Document Type : Original Article


1 Zoology Department, Faculty of Science, Menofiya University, Egypt/General Biology Dept., Center of the Basic Sciences, Misr University for Science and Technology (MUST), Egypt

2 Zoology Department, Faculty of Science, Menofiya University, Egypt;

3 Zoology Department, Faculty of Science, Tanta University, Egypt

4 Biotechnology Department, Animal Production Research Institute, Egypt

5 Animal, Poultry, and Fish Breeding and Production, Department of Animal Wealth Development, Faculty of Veterinary Medicine, Kafrelsheikh University, Egypt;

6 Biotechnology Department Research, Animal Production Research, Institute, Agriculture Research, Center, Dokki, Giza, Egypt

7 Zoology Department, Faculty of Science, Menofiya University, Egypt


This study evaluated the effects of adding various doses of taurine and glutathione (GSH) to the rabbit semen extender at 24, 48, and 72 h after cooling at 5°C. Ejaculates with standard color, motility (> 85%), volume, and concentration of 400x106/mL were employed. These ejaculates were diluted with extenders supplemented with 0.5, 1, and 2 mM of GSH and 1, 5, and 10 mM of taurine and chilled at 5 °C. Semen samples were obtained from 20 New Zealand bucks. Non-supplemented samples were used as controls. The levels of total protein, triglycerides, and cholesterol in sperm were measured. The sperm's lipid profile was enhanced by GSH and taurine supplementation by reducing cooling-associated stress, which was determined by maintaining a constant triglyceride concentration. The total protein was maintained by GSH and taurine which was ascertained by keeping triglyceride concentration stable and maintaining the total protein levels in the extender and lowering the cholesterol levels.

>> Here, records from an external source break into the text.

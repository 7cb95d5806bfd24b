//! Input discovery and loading.

use anyhow::{Context, Result};
use deck_core::Presentation;
use deck_pptx::PptxExtractor;
use regex::Regex;
use serde::Deserialize;
use std::collections::HashSet;
use std::fs::File;
use std::io::Write;
use std::path::{Path, PathBuf};
use std::sync::LazyLock;
use walkdir::WalkDir;

/// Split artifacts such as `talk_part02.pdf`.
static SPLIT_PART: LazyLock<Regex> =
    LazyLock::new(|| Regex::new(r"(?i)_part\d+\.[^.]+$").unwrap());

/// Supported input document formats.
#[derive(Debug, Clone, Copy, PartialEq, Eq)]
pub enum InputFormat {
    /// Extraction service export.
    Json,
    Pptx,
}

impl InputFormat {
    /// Detect format from file extension.
    pub fn from_path(path: &Path) -> Option<Self> {
        let ext = path.extension()?.to_str()?.to_lowercase();
        match ext.as_str() {
            "json" => Some(InputFormat::Json),
            "pptx" => Some(InputFormat::Pptx),
            _ => None,
        }
    }
}

/// Extraction export: one presentation, or a batch of them.
#[derive(Debug, Deserialize)]
#[serde(untagged)]
enum ExtractionDocument {
    Batch { presentations: Vec<Presentation> },
    Single(Presentation),
}

pub fn is_split_part(path: &Path) -> bool {
    path.file_name()
        .and_then(|n| n.to_str())
        .map(|n| SPLIT_PART.is_match(n))
        .unwrap_or(false)
}

/// Resolve the ingest input to a list of documents, in file name order.
///
/// A file is returned as-is. A directory yields its supported documents,
/// descending into subdirectories only when `recursive` is set.
pub fn collect_inputs(input: &Path, recursive: bool) -> Result<Vec<PathBuf>> {
    if input.is_file() {
        return Ok(vec![input.to_path_buf()]);
    }
    if !input.is_dir() {
        anyhow::bail!("{} is not a valid file or directory", input.display());
    }

    let max_depth = if recursive { usize::MAX } else { 1 };
    let mut found = Vec::new();
    for entry in WalkDir::new(input)
        .max_depth(max_depth)
        .sort_by_file_name()
        .into_iter()
        .filter_map(|e| e.ok())
    {
        let path = entry.path();
        if !entry.file_type().is_file() || InputFormat::from_path(path).is_none() {
            continue;
        }
        if is_split_part(path) {
            log::debug!("Skipping split file {}", path.display());
            continue;
        }
        found.push(path.to_path_buf());
    }

    log::info!("Found {} documents in {}", found.len(), input.display());
    Ok(found)
}

/// Load every presentation a document holds.
pub fn load_presentations(path: &Path, extractor: &PptxExtractor) -> Result<Vec<Presentation>> {
    let format = InputFormat::from_path(path)
        .ok_or_else(|| anyhow::anyhow!("Unsupported file format: {}", path.display()))?;

    match format {
        InputFormat::Json => {
            log::debug!("Reading extraction export");
            let file = File::open(path)
                .with_context(|| format!("Failed to open {}", path.display()))?;
            let document: ExtractionDocument =
                serde_json::from_reader(std::io::BufReader::new(file))
                    .with_context(|| format!("Invalid extraction export {}", path.display()))?;
            Ok(match document {
                ExtractionDocument::Batch { presentations } => presentations,
                ExtractionDocument::Single(presentation) => vec![presentation],
            })
        }
        InputFormat::Pptx => {
            log::debug!("Parsing as PPTX");
            let presentation = extractor
                .extract_file(path)
                .map_err(|e| anyhow::anyhow!("{}", e))?;
            Ok(vec![presentation])
        }
    }
}

/// Determine the export path for a presentation.
///
/// Paths already in `taken` get a `-2`, `-3`, ... suffix, so decks that
/// share a stem across directories do not overwrite each other.
pub fn get_output_path(
    filename: &str,
    output_dir: &Path,
    taken: &mut HashSet<PathBuf>,
) -> Result<PathBuf> {
    let stem = Path::new(filename)
        .file_stem()
        .and_then(|s| s.to_str())
        .unwrap_or("output");

    std::fs::create_dir_all(output_dir).with_context(|| {
        format!("Failed to create output directory: {}", output_dir.display())
    })?;

    let mut path = output_dir.join(format!("{}.json", stem));
    let mut suffix = 1;
    while taken.contains(&path) {
        suffix += 1;
        path = output_dir.join(format!("{}-{}.json", stem, suffix));
    }
    if suffix > 1 {
        log::warn!(
            "Export name {}.json is already used in this run, writing {} instead",
            stem,
            path.display()
        );
    }

    taken.insert(path.clone());
    Ok(path)
}

/// Write output to a file.
pub fn write_output(path: &Path, content: &str) -> Result<()> {
    let mut file =
        File::create(path).with_context(|| format!("Failed to create {}", path.display()))?;

    file.write_all(content.as_bytes())
        .with_context(|| format!("Failed to write to {}", path.display()))?;

    Ok(())
}

#[cfg(test)]
mod tests {
    use super::*;
    use deck_core::TextNormalizer;
    use std::collections::BTreeMap;
    use tempfile::TempDir;

    fn touch(dir: &Path, name: &str) {
        std::fs::write(dir.join(name), b"").unwrap();
    }

    #[test]
    fn test_split_part_detection() {
        assert!(is_split_part(Path::new("talk_part01.pdf")));
        assert!(is_split_part(Path::new("dir/talk_PART12.json")));
        assert!(!is_split_part(Path::new("talk_party.json")));
        assert!(!is_split_part(Path::new("talk.pptx")));
    }

    #[test]
    fn test_collect_inputs_filters_and_sorts() {
        let tmp = TempDir::new().unwrap();
        touch(tmp.path(), "b.pptx");
        touch(tmp.path(), "a.json");
        touch(tmp.path(), "a_part01.json");
        touch(tmp.path(), "notes.txt");
        std::fs::create_dir(tmp.path().join("nested")).unwrap();
        touch(&tmp.path().join("nested"), "c.pptx");

        let flat = collect_inputs(tmp.path(), false).unwrap();
        let names: Vec<_> = flat
            .iter()
            .map(|p| p.file_name().unwrap().to_str().unwrap().to_string())
            .collect();
        assert_eq!(names, vec!["a.json", "b.pptx"]);

        let deep = collect_inputs(tmp.path(), true).unwrap();
        assert_eq!(deep.len(), 3);
    }

    #[test]
    fn test_collect_inputs_missing_path() {
        assert!(collect_inputs(Path::new("/nonexistent/decks"), false).is_err());
    }

    #[test]
    fn test_load_single_and_batch_exports() {
        let tmp = TempDir::new().unwrap();
        let presentation = Presentation::from_pages(
            Path::new("cloud.pdf"),
            ["Cloud Native Patterns", "Kubernetes"],
            BTreeMap::new(),
            &TextNormalizer::new(),
        );

        let single = tmp.path().join("single.json");
        std::fs::write(&single, serde_json::to_string(&presentation).unwrap()).unwrap();
        let batch = tmp.path().join("batch.json");
        let body = serde_json::json!({ "presentations": [presentation, presentation] });
        std::fs::write(&batch, body.to_string()).unwrap();

        let extractor = PptxExtractor::new();
        let loaded = load_presentations(&single, &extractor).unwrap();
        assert_eq!(loaded, vec![presentation.clone()]);
        assert_eq!(load_presentations(&batch, &extractor).unwrap().len(), 2);
    }

    #[test]
    fn test_load_rejects_bad_documents() {
        let tmp = TempDir::new().unwrap();
        let broken = tmp.path().join("broken.json");
        std::fs::write(&broken, "{ not json").unwrap();
        let fake = tmp.path().join("fake.pptx");
        std::fs::write(&fake, "not a zip").unwrap();

        let extractor = PptxExtractor::new();
        assert!(load_presentations(&broken, &extractor).is_err());
        assert!(load_presentations(&fake, &extractor).is_err());
        assert!(load_presentations(Path::new("deck.key"), &extractor).is_err());
    }

    #[test]
    fn test_output_path_uses_stem() {
        let tmp = TempDir::new().unwrap();
        let out = tmp.path().join("exports");
        let mut taken = HashSet::new();
        let path = get_output_path("Cloud Talk.pdf", &out, &mut taken).unwrap();
        assert_eq!(path, out.join("Cloud Talk.json"));
        assert!(out.is_dir());
    }

    #[test]
    fn test_output_path_disambiguates_shared_stems() {
        let tmp = TempDir::new().unwrap();
        let out = tmp.path().join("exports");
        let mut taken = HashSet::new();

        let paths: Vec<PathBuf> = ["talk.pdf", "talk.pptx", "talk.json"]
            .iter()
            .map(|f| get_output_path(f, &out, &mut taken).unwrap())
            .collect();
        assert_eq!(
            paths,
            vec![
                out.join("talk.json"),
                out.join("talk-2.json"),
                out.join("talk-3.json")
            ]
        );
    }
}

GSH and taurine supplementation to the extender had protective influences on the in vitro rabbit semen quality during chilled storage for up to 72 h, which were remarkable with increasing supplementation dose and cooling time at 5 °C. The continuity of vitality results from maintaining the vital properties of the cell wall structure by preserving the basic components of the cell wall such as triglyceride, cholesterol, and total protein.